Prisons can cope with UK riots inmates, says minister

 
Crispin Blunt Crispin Blunt believes the prison population will be back to normal within six months

Prisons Minister Crispin Blunt has said the disturbances in English cities this month were a "one-off" event.

Mr Blunt said the justice system could cope in the short-term and there would be no long-term effect on the prison population in England and Wales.

Last Friday the number of inmates hit a record of almost 87,000, largely driven by the riots, but the government expects numbers to fall again in 2012.

Mr Blunt was speaking at the launch of a tougher community service regime.

BBC home affairs correspondent Danny Shaw said Mr Blunt believed harsher terms for rioters were justified under case law.

But the coalition's long-term plan to reform prisons and sentencing was unaffected by the riots, our correspondent added.

Ministers have said they want to cut costs by reducing the population through the introduction of the more robust community sentences for some offenders and improvements in the rehabilitation of offenders.

Adequate punishment?

Since the riots, the prison population has gone up by more than 1,000.

As of Tuesday, there were 797 suspects on remand, almost two-thirds of all those to have so far come before the courts.

Prisons chiefs have devised contingency plans in case they run out of space.

In his first interview since the disturbances, the prisons minister said that he was completely confident the system could cope and that the jail population would be back to where it was before the trouble within six months.

"We are completely confident that the prison system and justice system are going to be able to cope with what the police are producing for us," he told the BBC.

"This is an exceptional event.

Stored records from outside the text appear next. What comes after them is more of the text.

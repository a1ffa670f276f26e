//! Tracing Setup
//!
//! Installs the `tracing` subscriber: an `EnvFilter` driven by `RUST_LOG`, a
//! formatting layer writing to stderr (stdout carries snapshot JSON), and an
//! optional OpenTelemetry OTLP export layer.
//!
//! # Environment Variables
//!
//! - `RUST_LOG`: filter directives (default: `gex_stream=info,warn`)
//! - `OTEL_ENABLED`: set to "true" to export spans (default: false)
//! - `OTEL_EXPORTER_OTLP_ENDPOINT`: OTLP endpoint (default: http://localhost:4317)
//! - `OTEL_SERVICE_NAME`: service name for traces (default: gex-stream)
//!
//! # Usage
//!
//! ```ignore
//! use gex_stream::infrastructure::telemetry;
//!
//! // keep the guard alive until shutdown
//! let _guard = telemetry::init();
//! ```

use opentelemetry::trace::TracerProvider as _;
use opentelemetry_otlp::WithExportConfig;
use opentelemetry_sdk::trace::SdkTracerProvider;
use tracing_subscriber::EnvFilter;
use tracing_subscriber::layer::SubscriberExt;
use tracing_subscriber::util::SubscriberInitExt;

const DEFAULT_SERVICE_NAME: &str = "gex-stream";

const DEFAULT_OTLP_ENDPOINT: &str = "http://localhost:4317";

const DEFAULT_FILTER: &str = "gex_stream=info,warn";

/// Shuts the tracer provider down when dropped.
pub struct TelemetryGuard {
    tracer_provider: Option<SdkTracerProvider>,
}

impl TelemetryGuard {
    /// True when spans are exported over OTLP.
    #[must_use]
    pub const fn exporting(&self) -> bool {
        self.tracer_provider.is_some()
    }
}

impl Drop for TelemetryGuard {
    fn drop(&mut self) {
        if let Some(provider) = self.tracer_provider.take()
            && let Err(e) = provider.shutdown()
        {
            eprintln!("Failed to shutdown OpenTelemetry tracer provider: {e}");
        }
    }
}

/// Telemetry configuration.
#[derive(Debug, Clone, PartialEq, Eq)]
pub struct TelemetryConfig {
    /// Export spans over OTLP.
    pub enabled: bool,
    /// OTLP exporter endpoint.
    pub otlp_endpoint: String,
    /// Service name for traces.
    pub service_name: String,
}

impl Default for TelemetryConfig {
    fn default() -> Self {
        Self {
            enabled: false,
            otlp_endpoint: DEFAULT_OTLP_ENDPOINT.to_string(),
            service_name: DEFAULT_SERVICE_NAME.to_string(),
        }
    }
}

impl TelemetryConfig {
    /// Read from process environment.
    #[must_use]
    pub fn from_env() -> Self {
        Self::from_lookup(|key| std::env::var(key).ok())
    }

    /// Read through `lookup`.
    #[must_use]
    pub fn from_lookup<F>(lookup: F) -> Self
    where
        F: Fn(&str) -> Option<String>,
    {
        let enabled = lookup("OTEL_ENABLED")
            .is_some_and(|v| matches!(v.trim().to_lowercase().as_str(), "true" | "1" | "yes"));

        Self {
            enabled,
            otlp_endpoint: lookup("OTEL_EXPORTER_OTLP_ENDPOINT")
                .filter(|v| !v.trim().is_empty())
                .unwrap_or_else(|| DEFAULT_OTLP_ENDPOINT.to_string()),
            service_name: lookup("OTEL_SERVICE_NAME")
                .filter(|v| !v.trim().is_empty())
                .unwrap_or_else(|| DEFAULT_SERVICE_NAME.to_string()),
        }
    }
}

/// Initialize with configuration from the environment.
#[must_use]
pub fn init() -> TelemetryGuard {
    init_with_config(&TelemetryConfig::from_env())
}

/// Initialize with `config`.
///
/// A second initialization in the same process leaves the first subscriber
/// in place. If the OTLP exporter cannot be built, logging continues without
/// export.
#[must_use]
pub fn init_with_config(config: &TelemetryConfig) -> TelemetryGuard {
    let env_filter =
        EnvFilter::try_from_default_env().unwrap_or_else(|_| EnvFilter::new(DEFAULT_FILTER));

    let fmt_layer = tracing_subscriber::fmt::layer()
        .with_writer(std::io::stderr)
        .with_target(true)
        .with_thread_ids(false)
        .with_file(false)
        .with_line_number(false);

    let exporter = if config.enabled {
        match opentelemetry_otlp::SpanExporter::builder()
            .with_tonic()
            .with_endpoint(&config.otlp_endpoint)
            .build()
        {
            Ok(exporter) => Some(exporter),
            Err(e) => {
                eprintln!("OTLP exporter unavailable, continuing without trace export: {e}");
                None
            }
        }
    } else {
        None
    };

    let Some(exporter) = exporter else {
        let _ = tracing_subscriber::registry()
            .with(env_filter)
            .with(fmt_layer)
            .try_init();
        return TelemetryGuard {
            tracer_provider: None,
        };
    };

    let tracer_provider = SdkTracerProvider::builder()
        .with_batch_exporter(exporter)
        .with_resource(
            opentelemetry_sdk::Resource::builder()
                .with_service_name(config.service_name.clone())
                .build(),
        )
        .build();

    let tracer = tracer_provider.tracer(config.service_name.clone());
    let otel_layer = tracing_opentelemetry::layer().with_tracer(tracer);

    let _ = tracing_subscriber::registry()
        .with(env_filter)
        .with(fmt_layer)
        .with(otel_layer)
        .try_init();

    TelemetryGuard {
        tracer_provider: Some(tracer_provider),
    }
}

There will be a one-off increase in prison numbers as people serve their sentences.

"What we have to do is make sure there are prison places for those sent to prison by the courts and we will continue to do that regardless of how many people are sent to prison."

His comments came as he promoted the Ministry of Justice's previously-announced plan to make more use of community-based sentences for some offenders.

Mr Blunt confirmed that from next year unemployed offenders doing unpaid work - known as community payback - will be made to do it full-time rather than spread out over many months.

Under the current arrangements, offenders can work as little as six hours a week on manual labour projects such as cleaning up graffiti.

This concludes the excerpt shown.